● TASK INSTRUCTIONS
Return the lines below that carry the word "matching".

[DATA EXTRACT Boundary: Start]

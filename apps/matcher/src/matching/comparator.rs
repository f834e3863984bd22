//! Skill gap comparison and prioritized tailoring advice.

use serde::{Deserialize, Serialize};

use crate::matching::SkillSet;
use crate::taxonomy::SkillTaxonomy;

/// Only the first N missing skills get a dedicated advice line.
pub const MAX_SKILL_ADVICE: usize = 5;

const CLOSING_ADVICE: &str =
    "Consider adding a 'Technical Proficiencies' section if you haven't already.";

/// Result of comparing a resume's skills against a job's.
///
/// `missing` lists taxonomy skills first, then everything else; each group is lexicographic.
/// `advice` is empty when nothing is missing.
#[derive(Debug, Clone, Default, PartialEq, Serialize, Deserialize)]
pub struct ComparisonResult {
    pub matched: SkillSet,
    pub missing: Vec<String>,
    pub advice: Vec<String>,
}

/// Compares two skill lists (case-insensitive). Directional: `missing` is job − resume.
pub fn compare_skills<R, J>(
    taxonomy: &SkillTaxonomy,
    resume_skills: R,
    job_skills: J,
) -> ComparisonResult
where
    R: IntoIterator,
    R::Item: AsRef<str>,
    J: IntoIterator,
    J::Item: AsRef<str>,
{
    let resume = lowercase_set(resume_skills);
    let job = lowercase_set(job_skills);

    let matched: SkillSet = resume.intersection(&job).cloned().collect();

    let (mut missing, other): (Vec<String>, Vec<String>) = job
        .difference(&resume)
        .cloned()
        .partition(|skill| taxonomy.is_known(skill));
    missing.extend(other);

    let advice = build_advice(&missing);

    ComparisonResult {
        matched,
        missing,
        advice,
    }
}

fn lowercase_set<I>(skills: I) -> SkillSet
where
    I: IntoIterator,
    I::Item: AsRef<str>,
{
    skills
        .into_iter()
        .map(|s| s.as_ref().trim().to_lowercase())
        .filter(|s| !s.is_empty())
        .collect()
}

/// One line per top missing skill plus a closing note; nothing when `missing` is empty.
fn build_advice(missing: &[String]) -> Vec<String> {
    if missing.is_empty() {
        return Vec::new();
    }

    let mut advice: Vec<String> = missing
        .iter()
        .take(MAX_SKILL_ADVICE)
        .map(|skill| {
            format!(
                "Highlight any past projects where you used {} or similar tools.",
                skill.to_uppercase()
            )
        })
        .collect();
    advice.push(CLOSING_ADVICE.to_string());
    advice
}
// Resume/job matching: skill extraction, hybrid scoring, gap comparison, tailoring.
// Everything here is synchronous and infallible; degraded inputs produce fallback values.

pub mod comparator;
pub mod engine;
pub mod extractor;
pub mod similarity;
pub mod tailor;

use std::collections::BTreeSet;

/// Lowercase skill names, iterated in lexicographic order.
pub type SkillSet = BTreeSet<String>;
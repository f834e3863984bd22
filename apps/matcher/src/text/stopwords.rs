//! English stop-word list shared by the annotator and the TF-IDF vectorizer.

use std::collections::HashSet;

use once_cell::sync::Lazy;

static STOP_WORDS: Lazy<HashSet<&'static str>> = Lazy::new(|| {
    [
        "a", "about", "above", "across", "after", "afterwards", "again", "against", "all",
        "almost", "alone", "along", "already", "also", "although", "always", "am", "among",
        "amongst", "an", "and", "another", "any", "anyhow", "anyone", "anything", "anyway",
        "anywhere", "are", "around", "as", "at", "back", "be", "became", "because", "become",
        "becomes", "becoming", "been", "before", "beforehand", "behind", "being", "below",
        "beside", "besides", "between", "beyond", "both", "but", "by", "can", "cannot", "could",
        "did", "do", "does", "doing", "done", "down", "due", "during", "each", "eg", "either",
        "else", "elsewhere", "enough", "etc", "even", "ever", "every", "everyone", "everything",
        "everywhere", "except", "few", "for", "former", "formerly", "from", "further", "had",
        "has", "have", "having", "he", "hence", "her", "here", "hereafter", "hereby", "herein",
        "hers", "herself", "him", "himself", "his", "how", "however", "i", "ie", "if", "in",
        "indeed", "into", "is", "it", "its", "itself", "just", "keep", "last", "latter", "least",
        "less", "made", "many", "may", "me", "meanwhile", "might", "mine", "more", "moreover",
        "most", "mostly", "much", "must", "my", "myself", "namely", "neither", "never",
        "nevertheless", "next", "no", "nobody", "none", "noone", "nor", "not", "nothing", "now",
        "nowhere", "of", "off", "often", "on", "once", "one", "only", "onto", "or", "other",
        "others", "otherwise", "our", "ours", "ourselves", "out", "over", "own", "per",
        "perhaps", "please", "put", "rather", "re", "same", "see", "seem", "seemed", "seeming",
        "seems", "several", "she", "should", "since", "so", "some", "somehow", "someone",
        "something", "sometime", "sometimes", "somewhere", "still", "such", "than", "that",
        "the", "their", "theirs", "them", "themselves", "then", "thence", "there", "thereafter",
        "thereby", "therefore", "therein", "thereupon", "these", "they", "this", "those",
        "though", "through", "throughout", "thru", "thus", "to", "together", "too", "toward",
        "towards", "under", "until", "up", "upon", "us", "very", "via", "was", "we", "well",
        "were", "what", "whatever", "when", "whence", "whenever", "where", "whereafter",
        "whereas", "whereby", "wherein", "whereupon", "wherever", "whether", "which", "while",
        "whither", "who", "whoever", "whole", "whom", "whose", "why", "will", "with", "within",
        "without", "would", "yet", "you", "your", "yours", "yourself", "yourselves",
    ]
    .into_iter()
    .collect()
});

/// True if the (lowercase) word is an English stop word.
pub fn is_stop_word(word: &str) -> bool {
    STOP_WORDS.contains(word)
}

[DATA EXTRACT Boundary: End]

● THE COMPLETED TASK
filename apps/matcher/src/matching/comparator.rs
use crate::matching::SkillSet;
// Resume/job matching: skill extraction, hybrid scoring, gap comparison, tailoring.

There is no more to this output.